Published in 2015 and reissued now with new material and an introduction by Samantha Irby, Jessica Hopper’s The First Collection of Criticism by a Living Female Rock Critic is a rallying cry for women-centered history and storytelling. It includes profiles and reviews of some of the most-loved and most-loathed women making music today. Moderated by Evelyn McDonnell, author and professor of journalism at Loyola Marymount University.

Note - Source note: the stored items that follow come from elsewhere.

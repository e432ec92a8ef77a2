#![allow(clippy::cognitive_complexity)]
use std::sync::Arc;

use anyhow::{Context, Result, anyhow};

mod startup_health;

use attachments::{AttachmentCoordinator, Reconciler};
use config::FabricConfig;
use external_api::{ExternalApi, Health};
use fabric_core::{
    config::{
        cli::{self, Parser},
        trace,
    },
    tokio::{self, runtime::Builder, signal},
    tracing::*,
};
use netconf::{Fabric, NetconfFabric};
use startup_health::verify_startup_subsystems;
use vlan_manager::{VlanManager, sqlite::SqliteDb};

#[cfg(not(target_env = "musl"))]
use jemallocator::Jemalloc;
use tokio_util::sync::CancellationToken;

#[cfg(not(target_env = "musl"))]
#[global_allocator]
static GLOBAL: Jemalloc = Jemalloc;

fn main() -> Result<()> {
    // parses from cli or environment var
    let config = cli::Config::parse();
    let trace_config = trace::Config::parse(&config.fabric_log)?;
    debug!(?config, ?trace_config);
    if let Err(err) = dotenv::dotenv() {
        debug!(?err, ".env file not loaded");
    }

    let mut builder = Builder::new_multi_thread();
    // configure thread name & enable IO/time
    builder.thread_name(&config.thread_name).enable_all();
    // default num threads will be num logical CPUs
    // if we have a configured value here, set it
    if let Some(num) = config.threads {
        builder.worker_threads(num);
    }
    // build the runtime
    let rt = builder.build()?;

    rt.block_on(async move {
        match tokio::spawn(async move { start(config).await }).await {
            Err(err) => error!(?err, "failed to start agent"),
            Ok(Err(err)) => error!(?err, "exited with error"),
            Ok(_) => debug!("exiting..."),
        }
    });

    Ok(())
}

async fn start(config: cli::Config) -> Result<()> {
    let instance_id = config.instance_id.clone();
    info!(?instance_id, "using id");

    debug!("parsing fabric config");
    let fabric_cfg = Arc::new(FabricConfig::parse(&config.config_path)?);
    let controller = fabric_cfg.controller();
    info!(host = %controller.host, port = controller.port, "using controller");

    let database_url = config.database_url.clone();
    info!(?database_url, "using database at path");
    let db = SqliteDb::new(&database_url)
        .await
        .with_context(|| format!("failed to open database {database_url}"))?;
    let vlans = VlanManager::new(db, fabric_cfg.vlan_range());

    // the session connects on first use and reconnects after failures, a
    // controller that's down at startup isn't fatal
    let client = netconf::connect_lazy(controller);
    let fabric = Arc::new(NetconfFabric::new(client.clone()));
    match client.connect().await {
        Ok(()) => match fabric.version().await {
            Ok(version) => info!(?version, "controller reachable"),
            Err(err) => warn!(?err, "failed to read controller version"),
        },
        Err(err) => warn!(?err, "controller unreachable at startup, will retry on demand"),
    }

    let coordinator = Arc::new(AttachmentCoordinator::new(
        vlans,
        fabric_cfg.lock(),
        fabric,
        fabric_cfg.network_prefix(),
    ));
    let reconciler = Arc::new(Reconciler::new(
        Arc::clone(&coordinator),
        fabric_cfg.reconcile(),
    ));
    let api = ExternalApi::new(
        config.external_api,
        Arc::clone(&fabric_cfg),
        Arc::clone(&coordinator),
    );

    let token = CancellationToken::new();
    let api_sender = api.sender();
    let mut api_guard = api.start(token.clone());
    let mut reconciler_task = reconciler.spawn(token.clone());

    // Keep health BAD until all startup-critical tasks are confirmed running.
    if let Err(err) = verify_startup_subsystems(&mut api_guard, &mut reconciler_task).await {
        let _ = api_sender.send(Health::Bad).await;
        token.cancel();
        client.close().await;
        return Err(err);
    }

    debug!("changing health to good after startup checks passed");
    api_sender
        .send(Health::Good)
        .await
        .context("error occurred in changing health status to Good")?;

    let res = shutdown_signal(token.clone()).await;
    info!("shutting down");
    let _ = api_sender.send(Health::Bad).await;
    if let Err(err) = api_guard.await {
        error!(?err, "error waiting for web server API");
    }
    if let Err(err) = reconciler_task.await {
        error!(?err, "error waiting for reconciler");
    }
    client.close().await;
    res
}

async fn shutdown_signal(token: CancellationToken) -> Result<()> {
    let ret = signal::ctrl_c().await.map_err(|err| anyhow!(err));
    token.cancel();
    ret
}
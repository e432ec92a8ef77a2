//! Periodic convergence pass.
//!
//! Two steps per sweep. Fabric networks carrying our prefix that no local
//! network knows about are deleted. Mappings sitting in CREATING or
//! DELETING longer than their timeout are detached and removed, always
//! toward absent: a half-finished attach is never promoted.
use std::{collections::HashSet, sync::Arc, time::Duration};

use chrono::{DateTime, Utc};
use serde::Serialize;
use tokio::{task::JoinHandle, time::MissedTickBehavior};
use tokio_util::sync::CancellationToken;
use tracing::{debug, error, info, warn};

use config::ReconcilePolicy;
use fabric_core::metrics;
use netconf::Fabric;
use vlan_manager::{MappingState, Storage, VlanHostMapping, lock::LockError};

use crate::{AttachError, AttachResult, AttachmentCoordinator};

/// what one sweep did
#[derive(Debug, Default, Clone, Copy, PartialEq, Eq, Serialize)]
pub struct ReconcileStats {
    pub orphans_deleted: usize,
    pub orphan_errors: usize,
    pub stuck_resolved: usize,
    pub stuck_errors: usize,
    /// rows whose lock was held or that changed before we got to them
    pub stuck_skipped: usize,
}

#[derive(Debug)]
pub struct Reconciler<S, F> {
    coordinator: Arc<AttachmentCoordinator<S, F>>,
    policy: ReconcilePolicy,
}

fn cutoff(now: DateTime<Utc>, age: Duration) -> DateTime<Utc> {
    chrono::Duration::from_std(age)
        .ok()
        .and_then(|age| now.checked_sub_signed(age))
        .unwrap_or(DateTime::<Utc>::MIN_UTC)
}

impl<S, F> Reconciler<S, F>
where
    S: Storage,
    F: Fabric,
{
    pub fn new(coordinator: Arc<AttachmentCoordinator<S, F>>, policy: ReconcilePolicy) -> Self {
        Self {
            coordinator,
            policy,
        }
    }

    /// Runs a sweep every `interval`, the first one after one interval.
    pub fn spawn(self: Arc<Self>, token: CancellationToken) -> JoinHandle<()> {
        let period = self.policy.interval;
        tokio::spawn(async move {
            let mut interval =
                tokio::time::interval_at(tokio::time::Instant::now() + period, period);
            interval.set_missed_tick_behavior(MissedTickBehavior::Delay);
            info!(?period, "reconciler started");
            loop {
                tokio::select! {
                    _ = token.cancelled() => {
                        info!("reconciler stopping");
                        return;
                    }
                    _ = interval.tick() => {
                        let stats = self.run_once().await;
                        debug!(?stats, "reconcile sweep done");
                    }
                }
            }
        })
    }

    pub async fn run_once(&self) -> ReconcileStats {
        metrics::RECONCILE_SWEEPS.inc();
        let mut stats = ReconcileStats::default();
        self.delete_orphans(&mut stats).await;
        self.resolve_stuck(&mut stats).await;

        metrics::RECONCILE_ORPHANS.inc_by(stats.orphans_deleted as u64);
        metrics::RECONCILE_STUCK.inc_by(stats.stuck_resolved as u64);
        metrics::RECONCILE_ERRORS.inc_by((stats.orphan_errors + stats.stuck_errors) as u64);
        if stats != ReconcileStats::default() {
            info!(?stats, "reconcile sweep changed state");
        }
        stats
    }

    async fn delete_orphans(&self, stats: &mut ReconcileStats) {
        let c = &self.coordinator;
        let names = match c.fabric().list_networks(c.prefix()).await {
            Ok(names) => names,
            Err(err) => {
                error!(?err, "failed to list fabric networks");
                stats.orphan_errors += 1;
                return;
            }
        };
        // without the local view every fabric network would look orphaned
        let known = match c.store().knid_mappings().await {
            Ok(rows) => rows
                .into_iter()
                .map(|k| k.network_id)
                .collect::<HashSet<_>>(),
            Err(err) => {
                error!(?err, "failed to read known networks, skipping orphan cleanup");
                stats.orphan_errors += 1;
                return;
            }
        };

        for name in names {
            let Some(network_id) = c.network_id_of(&name) else {
                continue;
            };
            if known.contains(network_id) {
                continue;
            }
            info!(%name, %network_id, "deleting orphaned fabric network");
            // unlocked like `network_deleted`, a racing bind ends in ConcurrentDeletion
            match c.store().purge_network(network_id).await {
                Ok(purged) if !purged.is_empty() => {
                    info!(%network_id, count = purged.len(), "purged leftover mappings");
                }
                Ok(_) => {}
                Err(err) => warn!(?err, %network_id, "failed to purge leftover mappings"),
            }
            match c.fabric().delete_network(&name).await {
                Ok(()) => stats.orphans_deleted += 1,
                Err(err) if err.is_missing() => stats.orphans_deleted += 1,
                Err(err) => {
                    warn!(?err, %name, "failed to delete orphaned network");
                    stats.orphan_errors += 1;
                }
            }
        }
    }

    async fn resolve_stuck(&self, stats: &mut ReconcileStats) {
        let now = Utc::now();
        let creating_before = cutoff(now, self.policy.creating_timeout);
        let deleting_before = cutoff(now, self.policy.deleting_timeout);
        let stale = match self
            .coordinator
            .store()
            .stale_mappings(creating_before, deleting_before)
            .await
        {
            Ok(rows) => rows,
            Err(err) => {
                error!(?err, "failed to query stale mappings");
                stats.stuck_errors += 1;
                return;
            }
        };

        for m in stale {
            match self.resolve(&m).await {
                Ok(true) => stats.stuck_resolved += 1,
                Ok(false) => stats.stuck_skipped += 1,
                Err(err) => {
                    error!(?err, network_id = %m.network_id, host = %m.host, "failed to resolve stuck mapping");
                    stats.stuck_errors += 1;
                }
            }
        }
    }

    /// Returns false if the row was skipped.
    async fn resolve(&self, stale: &VlanHostMapping) -> AttachResult<bool> {
        let c = &self.coordinator;
        let guard = match c.lock().try_acquire(&stale.network_id, &stale.host).await {
            Ok(guard) => guard,
            Err(LockError::Unavailable { .. }) => {
                debug!(network_id = %stale.network_id, host = %stale.host, "stuck mapping is locked, skipping");
                return Ok(false);
            }
            Err(err) => return Err(err.into()),
        };
        let res = self.resolve_locked(stale).await;
        if let Err(err) = guard.release().await {
            error!(?err, "failed to release attachment lock");
        }
        res
    }

    async fn resolve_locked(&self, stale: &VlanHostMapping) -> AttachResult<bool> {
        let c = &self.coordinator;
        let store = c.store();
        let current = store
            .get_mapping(&stale.network_id, &stale.host)
            .await
            .map_err(AttachError::storage)?;
        // someone finished or touched it since the query
        let Some(m) = current
            .filter(|m| m.state != MappingState::Created && m.updated_at == stale.updated_at)
        else {
            return Ok(false);
        };
        warn!(network_id = %m.network_id, host = %m.host, state = %m.state, vlan_id = m.vlan_id, "resolving stuck mapping");

        if m.state == MappingState::Creating {
            store
                .update_mapping_state(
                    &m.network_id,
                    &m.host,
                    &[MappingState::Creating],
                    MappingState::Deleting,
                )
                .await
                .map_err(AttachError::storage)?;
        }

        match c.fabric().termination_point(&m.host).await {
            Ok(Some(tp)) => match c.fabric().detach(&m.network_name, &tp.id).await {
                Ok(()) => debug!(tp_id = %tp.id, "detached stuck mapping"),
                Err(err) if err.is_missing() => {}
                Err(err) => warn!(?err, tp_id = %tp.id, "detach of stuck mapping failed"),
            },
            Ok(None) => debug!(host = %m.host, "no termination point for host"),
            Err(err) => warn!(?err, host = %m.host, "termination point lookup failed"),
        }

        store
            .delete_mapping(&m.network_id, &m.host)
            .await
            .map_err(AttachError::storage)?;
        Ok(true)
    }
}

#[cfg(test)]
mod tests {
    use chrono::Duration as ChronoDuration;
    use config::LockPolicy;
    use tracing_test::traced_test;
    use vlan_manager::{VlanManager, VlanReservation, memory::MemoryStore};

    use super::*;
    use crate::memory::MemoryFabric;

    const PREFIX: &str = "__OpenStack__";

    fn policy() -> ReconcilePolicy {
        ReconcilePolicy {
            interval: Duration::from_millis(50),
            creating_timeout: Duration::from_secs(60),
            deleting_timeout: Duration::from_secs(10),
        }
    }

    fn setup() -> (
        Arc<AttachmentCoordinator<MemoryStore, MemoryFabric>>,
        Arc<MemoryFabric>,
        Reconciler<MemoryStore, MemoryFabric>,
    ) {
        let fabric = Arc::new(MemoryFabric::new());
        fabric.add_termination_point("h1", "tp-1");
        let c = Arc::new(AttachmentCoordinator::new(
            VlanManager::new(MemoryStore::new(), 2..=4094),
            LockPolicy {
                attempts: 1,
                retry_interval: Duration::ZERO,
            },
            Arc::clone(&fabric),
            PREFIX,
        ));
        let r = Reconciler::new(Arc::clone(&c), policy());
        (c, fabric, r)
    }

    async fn seed(
        c: &AttachmentCoordinator<MemoryStore, MemoryFabric>,
        network_id: &str,
        state: MappingState,
        age: ChronoDuration,
    ) {
        let store = c.store();
        store
            .insert_reservation(&VlanReservation {
                host: "h1".into(),
                vlan_id: 9,
                network_id: network_id.into(),
            })
            .await
            .unwrap();
        store
            .insert_mapping(&VlanHostMapping {
                network_id: network_id.into(),
                host: "h1".into(),
                vlan_id: 9,
                segment_id: "seg".into(),
                network_name: c.network_name(network_id),
                state,
                updated_at: Utc::now() - age,
            })
            .await
            .unwrap();
    }

    #[tokio::test]
    async fn test_orphans_deleted() {
        let (c, fabric, r) = setup();
        c.network_created("n1", "").await.unwrap();
        fabric.insert_network("__OpenStack__n2");
        fabric.insert_network("__OpenStack__n3_stale");
        fabric.insert_network("manual");

        let stats = r.run_once().await;
        assert_eq!(stats.orphans_deleted, 2);
        assert_eq!(stats.orphan_errors, 0);
        assert_eq!(fabric.networks(), vec!["__OpenStack__n1", "manual"]);
        // nothing left to do
        assert_eq!(r.run_once().await, ReconcileStats::default());
    }

    #[tokio::test]
    async fn test_orphan_failure_isolated() {
        let (c, fabric, r) = setup();
        fabric.insert_network("__OpenStack__n2");
        fabric.fail("delete_network");
        seed(&c, "n1", MappingState::Creating, ChronoDuration::seconds(120)).await;

        let stats = r.run_once().await;
        assert_eq!(stats.orphans_deleted, 0);
        assert_eq!(stats.orphan_errors, 1);
        // the stuck step still ran
        assert_eq!(stats.stuck_resolved, 1);
    }

    #[tokio::test]
    async fn test_list_failure_skips_orphans() {
        let (_c, fabric, r) = setup();
        fabric.insert_network("__OpenStack__n2");
        fabric.fail("list_networks");
        let stats = r.run_once().await;
        assert_eq!(stats.orphan_errors, 1);
        assert_eq!(fabric.networks().len(), 1);
    }

    #[tokio::test]
    #[traced_test]
    async fn test_stuck_creating_removed_even_if_detach_fails() {
        let (c, fabric, r) = setup();
        c.network_created("n1", "").await.unwrap();
        // 2 x creating timeout
        seed(&c, "n1", MappingState::Creating, ChronoDuration::seconds(120)).await;
        fabric.fail("detach");

        let stats = r.run_once().await;
        assert_eq!(stats.stuck_resolved, 1);
        assert_eq!(stats.stuck_errors, 0);
        assert!(c.mapping("n1", "h1").await.unwrap().is_none());
        assert!(c.store().reserved_vlans("h1").await.unwrap().is_empty());
        assert!(logs_contain("detach of stuck mapping failed"));
    }

    #[tokio::test]
    async fn test_stuck_deleting_detached() {
        let (c, fabric, r) = setup();
        c.network_created("n1", "").await.unwrap();
        c.bind("n1", "h1").await.unwrap();
        fabric.fail("detach");
        assert!(c.unbind("n1", "h1", true).await.is_err());
        fabric.recover("detach");

        // not old enough yet
        let stats = r.run_once().await;
        assert_eq!(stats.stuck_resolved, 0);
        assert_eq!(fabric.attachment_count(), 1);

        let r = Reconciler::new(
            Arc::clone(&c),
            ReconcilePolicy {
                deleting_timeout: Duration::ZERO,
                ..policy()
            },
        );
        tokio::time::sleep(Duration::from_millis(5)).await;
        let stats = r.run_once().await;
        assert_eq!(stats.stuck_resolved, 1);
        assert_eq!(fabric.attachment_count(), 0);
        assert!(c.mapping("n1", "h1").await.unwrap().is_none());
    }

    #[tokio::test]
    async fn test_fresh_and_created_untouched() {
        let (c, _fabric, r) = setup();
        c.network_created("n1", "").await.unwrap();
        c.network_created("n2", "").await.unwrap();
        c.bind("n2", "h1").await.unwrap();
        seed(&c, "n1", MappingState::Creating, ChronoDuration::seconds(5)).await;

        let stats = r.run_once().await;
        assert_eq!(stats, ReconcileStats::default());
        assert!(c.mapping("n1", "h1").await.unwrap().is_some());
        assert!(c.is_attached("n2", "h1").await.unwrap());
    }

    #[tokio::test]
    async fn test_locked_row_skipped() {
        let (c, _fabric, r) = setup();
        seed(&c, "n1", MappingState::Creating, ChronoDuration::seconds(120)).await;
        let guard = c.lock().acquire("n1", "h1").await.unwrap();

        let stats = r.run_once().await;
        assert_eq!(stats.stuck_skipped, 1);
        assert!(c.mapping("n1", "h1").await.unwrap().is_some());

        guard.release().await.unwrap();
        assert_eq!(r.run_once().await.stuck_resolved, 1);
    }

    #[tokio::test]
    async fn test_spawn_stops_on_cancel() {
        let (c, fabric, r) = setup();
        fabric.insert_network("__OpenStack__gone");
        let token = CancellationToken::new();
        let task = Arc::new(r).spawn(token.clone());

        tokio::time::sleep(Duration::from_millis(200)).await;
        assert!(fabric.networks().is_empty());
        assert!(c.store().knid_mappings().await.unwrap().is_empty());

        token.cancel();
        tokio::time::timeout(Duration::from_secs(1), task)
            .await
            .unwrap()
            .unwrap();
    }
}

In Conversation: On The First Collection of Criticism by a Living Female Rock Critic: Revised and Expanded Edition
In Conversation: On The First Collection of Criticism by a Living Female Rock Critic: Revised and Expanded Edition
McDonnell, Evelyn
Evelyn McDonnell has written or co-edited six books, including Rock She Wrote: Women Write about Rock, Pop, and Rap and Women Who Rock: Bessie to Beyoncé. She has been a pop culture writer at the Miami Herald and a senior editor at The Village Voice, and she is also the series editor for Music Matters, a collection of short books about musicians. Her writing has appeared in various publications including The New York Times, The Guardian, the Los Angeles Times, and Rolling Stone.
Hopper, Jessica
Jessica Hopper is the author The First Collection of Criticism By A Living Female Rock Critic and Night Moves. Her writing has appeared in GQ, Rolling Stone, The New York Times Magazine, The Guardian, Elle, and Bookforum, among other outlets. A longtime contributor to the Chicago Reader, she has been a columnist for The Village Voice and the Chicago Tribune, music consultant for This American Life, editorial director for MTV News, and a senior editor at Pitchfork and Rookie. Her essays have appeared in several editions of Best Music Writing. Published in 2015 and reissued with new material and an introduction by Samantha Irby, The First Collection of Criticism by a Living Female Rock Critic (MCD x FSG Originals) is a rallying cry for women-centered history and storytelling. It includes profiles and reviews of some of the most loved and most-loathed women making music today. For the industry to change, Hopper writes, we need “the continual presence of radicalized women … being encouraged and given reasons to stay, rather than diminished by the music which glues our communities together.” Kirkus called it “essential reading … A canny blend of punkish attitude and discographical smarts that blasts boys-club assumptions about pop music.”